If there is no free spot the function returns 0.
Finally we can code the part in which all the magic happens – main simulation procedure. It is hard to dissect the whole procedures into parts, so I did my best to explain everything in the comments.

void simulate(int nSteps) {
    
    vector<cell> cellsTmp;
    int newSite;
    cell currCell, newCell;
    
    for (int i=0; i<nSteps; i++) {
       random_shuffle(cells.begin(), cells.end()); //shuffling cells
       while (!cells.empty()) {
           currCell=cells.back(); //pick the cell
           cells.pop_back();
           newSite = returnEmptyPlace(currCell.place);
           
           if (newSite) {//if there is a new spot
               newCell = currCell;
               newCell.place = newSite;
               if ((double)rand()/(double)RAND_MAX < pDiv) {
                   if (currCell.is_stem) {
                       lattice[newSite]=true;
                       cellsTmp.push_back(currCell);
                       if ((double)rand()/(double)RAND_MAX > ps) {//asymmetric division
                           newCell.is_stem = false;
                       }
                       cellsTmp.push_back(newCell);
                   } else if (currCell.p > 0 && (double)rand()/(double)RAND_MAX > alpha) {
                       currCell.p--;
                       newCell.p--;
                       lattice[newSite] = true;
                       cellsTmp.push_back(currCell);
                       cellsTmp.push_back(newCell);
                   } else {
                       lattice[currCell.place] = false;
                   }
               } else if ((double)rand()/(double)RAND_MAX < pmig) {
                   lattice[currCell.place] = false;
                   lattice[newSite] = true;
                   cellsTmp.push_back(newCell);
               } else {//doing nothing
                 cellsTmp.push_back(currCell);
               }
           } else {//no free spot
               cellsTmp.push_back(currCell);
           }
       }
       cells.swap(cellsTmp);
    }
}

Now we wrap everything in the main function, compile and run.

int main() {
    srand(time(NULL)); //initialize random number generator
    initialize(); //initialize CA
    simulate(24*30*6);
    return 0;
}

Everything in about 100 lines of the code.
What about the speed of the code? It took about 40 seconds to simulate the tumor presented below, which is consisted of about 460,000 cells (on 2000×2000 lattice).

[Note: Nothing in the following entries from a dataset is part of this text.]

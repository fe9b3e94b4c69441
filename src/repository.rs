//! Caller-facing data access API.
//!
//! A [`Repository`] ties together a connection factory, the detected flavor
//! and the mapper configuration. Every call opens its own connection and
//! releases it before returning, so one repository can be shared between
//! threads.

use crate::config::{DatabaseUrl, MapperConfig};
use crate::db::driver::{ConnectionFactory, ConnectionGuard};
use crate::db::executor::QueryExecutor;
use crate::db::flavor::{self, DatabaseFlavor};
use crate::db::row_mapper::{map_row, map_rows};
use crate::db::schema::create_table_statement;
use crate::db::sql::SqlBuilder;
use crate::db::sqlx_driver::SqlxDriver;
use crate::db::transaction::{TransactionBoundary, run_batch, with_transaction};
use crate::error::{DbError, DbResult};
use crate::models::{Entity, ID_FIELD, Row, StatementDescriptor, Value, metadata};
use std::ops::ControlFlow;
use std::sync::Arc;
use tracing::{debug, info};

/// Entity-level operations over one database.
#[derive(Debug, Clone)]
pub struct Repository {
    executor: QueryExecutor,
    sql: SqlBuilder,
    config: MapperConfig,
}

impl Repository {
    /// Create a repository over `factory`.
    ///
    /// Uses `config.flavor` when set; otherwise opens one connection to ask
    /// the database.
    pub fn connect(factory: Arc<dyn ConnectionFactory>, config: MapperConfig) -> DbResult<Self> {
        config.validate().map_err(DbError::invalid_input)?;

        let flavor = match config.flavor {
            Some(flavor) => flavor,
            None => {
                let mut conn = ConnectionGuard::open(factory.as_ref())?;
                let flavor = flavor::detect_database_flavor(&mut *conn)?;
                conn.close()?;
                flavor
            }
        };

        info!(
            flavor = %flavor,
            table_naming = ?config.table_naming,
            batch_chunk_size = config.batch_chunk_size_or_default(),
            "Repository ready"
        );

        Ok(Self {
            executor: QueryExecutor::new(factory, flavor),
            sql: SqlBuilder::new(flavor, config.table_naming),
            config,
        })
    }

    /// Create a repository from a connection URL using the sqlx driver.
    ///
    /// Mapper options in the query string (`table_naming`,
    /// `batch_chunk_size`) are applied and stripped before connecting.
    pub fn open(url: &str) -> DbResult<Self> {
        let parsed = DatabaseUrl::parse(url).map_err(DbError::invalid_input)?;
        let driver = SqlxDriver::from_database_url(&parsed);
        Self::connect(Arc::new(driver), parsed.mapper)
    }

    pub fn flavor(&self) -> DatabaseFlavor {
        self.executor.flavor()
    }

    pub fn config(&self) -> &MapperConfig {
        &self.config
    }

    pub fn executor(&self) -> &QueryExecutor {
        &self.executor
    }

    pub fn sql_builder(&self) -> &SqlBuilder {
        &self.sql
    }

    /// Ask a fresh connection which engine it talks to.
    pub fn detect_database_flavor(&self) -> DbResult<DatabaseFlavor> {
        let mut conn = ConnectionGuard::open(self.executor.factory().as_ref())?;
        let flavor = flavor::detect_database_flavor(&mut *conn)?;
        conn.close()?;
        Ok(flavor)
    }

    /// Insert `entity` and return its key.
    ///
    /// An explicit `id` is returned as given. A NULL `id` is left to the
    /// database and the generated key is returned. Entities without an `id`
    /// field yield `None`.
    pub fn insert<T: Entity>(&self, entity: &T) -> DbResult<Option<Value>> {
        let stmt = self.sql.insert_statement(entity)?;
        let meta = metadata::<T>()?;

        if meta.id_field().is_none() {
            self.executor.execute(&stmt)?;
            return Ok(None);
        }

        match entity.field_value(ID_FIELD) {
            Some(id) if !id.is_null() => {
                self.executor.execute(&stmt)?;
                Ok(Some(id))
            }
            _ => self.executor.execute_returning_key(&stmt).map(Some),
        }
    }

    pub fn update_by_id<T: Entity>(&self, entity: &T) -> DbResult<u64> {
        let stmt = self.sql.update_by_id_statement(entity)?;
        self.executor.execute(&stmt)
    }

    pub fn delete_by_id<T: Entity>(&self, id: impl Into<Value>) -> DbResult<u64> {
        let stmt = self.sql.delete_by_id_statement::<T>(id)?;
        self.executor.execute(&stmt)
    }

    /// Fetch the entity with `id`, or `None` when no row matches.
    pub fn select_by_id<T: Entity>(&self, id: impl Into<Value>) -> DbResult<Option<T>> {
        let stmt = self.sql.select_by_id_statement::<T>(id)?;
        let mut found = None;
        self.executor.query_with(&stmt, |row| {
            found = Some(map_row::<T>(row)?);
            Ok(ControlFlow::Break(()))
        })?;
        Ok(found)
    }

    pub fn select_all<T: Entity>(&self) -> DbResult<Vec<T>> {
        let stmt = self.sql.select_all_statement::<T>()?;
        map_rows(self.executor.query(&stmt)?)
    }

    /// Visit every `T` without materializing the whole table.
    pub fn for_each<T, F>(&self, mut visit: F) -> DbResult<()>
    where
        T: Entity,
        F: FnMut(T) -> DbResult<ControlFlow<()>>,
    {
        let stmt = self.sql.select_all_statement::<T>()?;
        self.executor.query_with(&stmt, |row| visit(map_row::<T>(row)?))
    }

    /// Raw SQL escape hatch returning untyped rows.
    pub fn query(&self, sql: &str, params: Vec<Value>) -> DbResult<Vec<Row>> {
        self.executor.query(&StatementDescriptor::new(sql, params))
    }

    /// Raw SQL mapped onto `T`.
    pub fn query_as<T: Entity>(&self, sql: &str, params: Vec<Value>) -> DbResult<Vec<T>> {
        map_rows(self.query(sql, params)?)
    }

    pub fn scalar(&self, sql: &str, params: Vec<Value>) -> DbResult<Option<Value>> {
        self.executor.scalar(&StatementDescriptor::new(sql, params))
    }

    pub fn execute(&self, sql: &str, params: Vec<Value>) -> DbResult<u64> {
        self.executor.execute(&StatementDescriptor::new(sql, params))
    }

    /// Apply `statements` atomically; see [`run_batch`].
    pub fn run_batch<S>(&self, statements: impl IntoIterator<Item = S>) -> DbResult<Vec<u64>>
    where
        S: Into<StatementDescriptor>,
    {
        let statements: Vec<StatementDescriptor> =
            statements.into_iter().map(Into::into).collect();
        if statements.is_empty() {
            debug!("Empty batch, nothing to run");
            return Ok(Vec::new());
        }
        run_batch(
            self.executor.factory().as_ref(),
            self.flavor(),
            self.config.batch_chunk_size_or_default(),
            &statements,
        )
    }

    /// Run `body` in one transaction: committed on `Ok`, rolled back on `Err`.
    pub fn in_transaction<R, F>(&self, body: F) -> DbResult<R>
    where
        F: FnOnce(&mut Transaction<'_>) -> DbResult<R>,
    {
        with_transaction(
            self.executor.factory().as_ref(),
            self.flavor(),
            self.config.batch_chunk_size_or_default(),
            |boundary| {
                let mut tx = Transaction {
                    boundary,
                    sql: &self.sql,
                };
                body(&mut tx)
            },
        )
    }

    pub fn call_query(&self, routine: &str, params: Vec<Value>) -> DbResult<Vec<Row>> {
        self.executor.call_query(routine, params)
    }

    pub fn call_scalar(&self, routine: &str, params: Vec<Value>) -> DbResult<Option<Value>> {
        self.executor.call_scalar(routine, params)
    }

    pub fn call_execute(&self, routine: &str, params: Vec<Value>) -> DbResult<u64> {
        self.executor.call_execute(routine, params)
    }

    /// `CREATE TABLE IF NOT EXISTS` for `T` in this repository's dialect.
    pub fn create_table_statement<T: Entity>(&self) -> DbResult<String> {
        create_table_statement::<T>(self.flavor(), self.config.table_naming)
    }

    /// Create the table for `T` if it does not exist yet.
    pub fn create_table<T: Entity>(&self) -> DbResult<()> {
        let ddl = self.create_table_statement::<T>()?;
        self.executor.execute(&StatementDescriptor::raw(ddl))?;
        Ok(())
    }
}

/// Entity operations inside an open transaction.
///
/// Statements run in submission order on the transaction's connection.
pub struct Transaction<'t> {
    boundary: &'t mut TransactionBoundary,
    sql: &'t SqlBuilder,
}

impl Transaction<'_> {
    pub fn insert<T: Entity>(&mut self, entity: &T) -> DbResult<Option<Value>> {
        let stmt = self.sql.insert_statement(entity)?;
        let meta = metadata::<T>()?;

        if meta.id_field().is_none() {
            self.boundary.execute(&stmt)?;
            return Ok(None);
        }

        match entity.field_value(ID_FIELD) {
            Some(id) if !id.is_null() => {
                self.boundary.execute(&stmt)?;
                Ok(Some(id))
            }
            _ => self.boundary.execute_returning_key(&stmt).map(Some),
        }
    }

    pub fn update_by_id<T: Entity>(&mut self, entity: &T) -> DbResult<u64> {
        let stmt = self.sql.update_by_id_statement(entity)?;
        self.boundary.execute(&stmt)
    }

    pub fn delete_by_id<T: Entity>(&mut self, id: impl Into<Value>) -> DbResult<u64> {
        let stmt = self.sql.delete_by_id_statement::<T>(id)?;
        self.boundary.execute(&stmt)
    }

    pub fn select_by_id<T: Entity>(&mut self, id: impl Into<Value>) -> DbResult<Option<T>> {
        let stmt = self.sql.select_by_id_statement::<T>(id)?;
        let mut found = None;
        self.boundary.query_with(&stmt, |row| {
            found = Some(map_row::<T>(row)?);
            Ok(ControlFlow::Break(()))
        })?;
        Ok(found)
    }

    pub fn select_all<T: Entity>(&mut self) -> DbResult<Vec<T>> {
        let stmt = self.sql.select_all_statement::<T>()?;
        map_rows(self.boundary.query(&stmt)?)
    }

    pub fn query(&mut self, sql: &str, params: Vec<Value>) -> DbResult<Vec<Row>> {
        self.boundary.query(&StatementDescriptor::new(sql, params))
    }

    pub fn scalar(&mut self, sql: &str, params: Vec<Value>) -> DbResult<Option<Value>> {
        self.boundary.scalar(&StatementDescriptor::new(sql, params))
    }

    pub fn execute(&mut self, sql: &str, params: Vec<Value>) -> DbResult<u64> {
        self.boundary.execute(&StatementDescriptor::new(sql, params))
    }

    /// Underlying boundary, for explicit commit or rollback.
    pub fn boundary(&mut self) -> &mut TransactionBoundary {
        self.boundary
    }
}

Screen Shot 2015-06-06 at 12.24.53 AM

Why is it “almost” the same model as the one presented in previous post? The answer is in details. In the above C++ implementation lattice is updated after every single cell movement/death, i.e. because of the random shuffling a new free spot can be created for a cell that at the beginning of the iteration was quiescent (without a free spot), so it can successfully proliferate in the same iteration. In the MATLAB implementation that kind of behavior was avoided.